Thankfully, amidst it all, there still remains the little bit of paradise that was my original private sanctuary---the Sandy Bottom, as I have called. That part of the draw still remains because it is just inside of the original dedicated park, but was never developed. The draw will never be filled with water again, due to the re-engineering of the drainage in the park, but the Ironwood lives on, as does the Saguaro and the Palo Verde nearby, although I rarely go and sit there as I did, because there is no longer the same privacy in doing so. One feels rather "on display" there to people in the park walk on the road that passes nearby, that did not exist before.
And thankfully the "Chapel" is still there---a spot along the old draw just downstream from the Ironwood but upstream from the draw where several trees hang over the channel of the draw to create an interior space that is private but from which one can see out. The Chapel barely survived. Alas just downstream from it, the channel is now cutoff by the chain link fence and where the full scraping of the land begins. The delighful row of trees there have been uprooted and removed.
The pain in my heart remains for the other places in my kingdom that I cherished that are now permanently gone, a victim of zoning plans made decades ago now being undertaken, despite the change of character of this part of Scottsdale.
It by no means the first time in my life that I have carved out a private kingdom for myself like this, that only I seem to know about but which is ignored by everyone else. Over and over I have seen such places taken away. That's the way of the world. I will get over this as well. The destruction of it will make it easier to leave this place when we go, whenever that is, hopefully to a place where I can wander along forest paths again.

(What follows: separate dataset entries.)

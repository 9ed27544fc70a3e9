//! Inbound webhook payloads.
//!
//! The body is decoded as a teloxide [`Update`] and narrowed to the few
//! shapes the dispatcher reacts to.

use teloxide::types::{Message, Update, UpdateKind};

/// What the dispatcher needs to know about one message or channel post.
#[derive(Debug, Clone, PartialEq)]
pub struct IncomingMessage {
    pub chat_id: i64,
    pub message_id: i32,
    pub text: String,
    pub has_media: bool,
    /// Sender's first name in private chats, chat title otherwise.
    pub participant_name: String,
}

#[derive(Debug, Clone, PartialEq)]
pub enum InboundEvent {
    Message(IncomingMessage),
    PreCheckout { query_id: String, payer_id: i64 },
    Other,
}

fn participant_name(msg: &Message) -> String {
    if msg.chat.is_private() {
        msg.from
            .as_ref()
            .map(|user| user.first_name.clone())
            .or_else(|| msg.chat.first_name().map(str::to_string))
            .unwrap_or_default()
    } else {
        msg.chat.title().map(str::to_string).unwrap_or_default()
    }
}

impl From<&Message> for IncomingMessage {
    fn from(msg: &Message) -> Self {
        Self {
            chat_id: msg.chat.id.0,
            message_id: msg.id.0,
            text: msg.text().unwrap_or_default().to_string(),
            has_media: msg.photo().is_some() || msg.video().is_some() || msg.poll().is_some(),
            participant_name: participant_name(msg),
        }
    }
}

impl From<Update> for InboundEvent {
    fn from(update: Update) -> Self {
        match update.kind {
            UpdateKind::PreCheckoutQuery(query) => InboundEvent::PreCheckout {
                query_id: query.id.to_string(),
                payer_id: query.from.id.0 as i64,
            },
            UpdateKind::Message(msg) | UpdateKind::ChannelPost(msg) => {
                InboundEvent::Message(IncomingMessage::from(&msg))
            }
            _ => InboundEvent::Other,
        }
    }
}

impl InboundEvent {
    pub fn from_json(body: &[u8]) -> serde_json::Result<Self> {
        serde_json::from_slice::<Update>(body).map(Into::into)
    }
}
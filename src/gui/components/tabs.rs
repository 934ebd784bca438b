// src/gui/components/tabs.rs
//
// Renders the top tabs and performs the tab switch itself.
// The flat table is rebuilt from the current report on every switch.

use eframe::egui;
use crate::gui::{app::App, router};

pub fn draw(ui: &mut egui::Ui, app: &mut App) {
    ui.horizontal_wrapped(|ui| {
        ui.spacing_mut().item_spacing.x = 8.0;

        let pages = router::all_pages();
        let cur = app.current_index();

        for (idx, page) in pages.iter().enumerate() {
            let selected = idx == cur;

            if ui.selectable_label(selected, page.title()).clicked() && !selected {
                let prev = app.current_page_kind();
                app.set_current_index(idx);
                logf!("UI: Tab switch {:?} → {:?}", prev, page.kind());
                app.rebuild_view();
            }
        }
    });
}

I miss that a lot. Perhaps it is a blessing to be able to detach from it in that way.
Today, however, while we still live here, even though we are leaving behind the magic single-digit days of the year, I intend to go walking again into the park, and I will bring my own book to read, and it perhaps become my own book club again. I think I already have the book in mind.
As for the.yellow-highlighted copy of Robin Hood, my mythopoetic impulse drives me t to interpret the fact that yesterday I found the door of the little library flung open when I arrived to mean that the book, like a bird, escaped from its cage and was set free. A copy will come back to me when I am ready to finish it. Patience. King Richard shall return yet.